A wrinkle in the patent eligibility framework is Ariosa v Sequenom. In Ariosa the Federal Circuit found that a claim directed to a method of detecting a paternally inherited nucleic acid in a blood sample was not patent-eligible. The court found all the active steps to be conventional because of the lack of an inventive element: nucleated cell populations had been removed before and DNA amplified before. However, the claim did not include a final administration step, and thus, was arguably distinguishable from Classen.
It is unclear how effective an administrative step will continue to be. It may be that a diagnostic claim requires an inventive, non-obvious element past the disclosed diagnostic correlation. However, it may be that Classen is still good law and that integrating the exception by a physical action is acceptable.
The takeaway is that antibody products, compositions and methods remain very much patent-eligible. For antibody products, applicants should not present a claim that could be interpreted so broadly as to encompass a natural antibody. When claiming an antibody product, specify the complementarity-determining regions and/or provide in a non-natural form, eg, chimera or with preservative.

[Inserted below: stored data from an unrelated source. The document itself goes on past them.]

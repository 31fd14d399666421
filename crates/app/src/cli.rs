use std::path::PathBuf;

use clap::Parser;

#[derive(Parser, Debug)]
#[command(name = "vox-server", author, version, about = "Streaming voice-agent pipeline server")]
pub struct Cli {
    /// Address to bind the WebSocket server to.
    #[arg(long, default_value = "0.0.0.0", env = "VOX_HOST")]
    pub host: String,

    /// Port to bind the WebSocket server to.
    #[arg(long, default_value_t = 8787, env = "VOX_PORT")]
    pub port: u16,

    /// Optional TOML config file, merged over the built-in defaults.
    #[arg(long, value_name = "FILE")]
    pub config: Option<PathBuf>,

    /// Override the model-provider pool size from the config file/defaults.
    #[arg(long)]
    pub pool_size: Option<usize>,

    /// Disable rate limiting regardless of config.
    #[arg(long)]
    pub no_rate_limit: bool,
}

The chances for meaningful protection of antibody composition claims can be significantly improved by describing in the specification and including in the claims preservatives, adjuvants, and other additives that functionally change the nature of the composition as compared to an isolated antibody.
The chances for obtaining meaningful patent protection for antibody diagnostic methods can be improved by including a description of specific antibodies that execute the diagnostic method, a description of critical epitopes that provide for superior inventive detection, and a description of an administration schedule.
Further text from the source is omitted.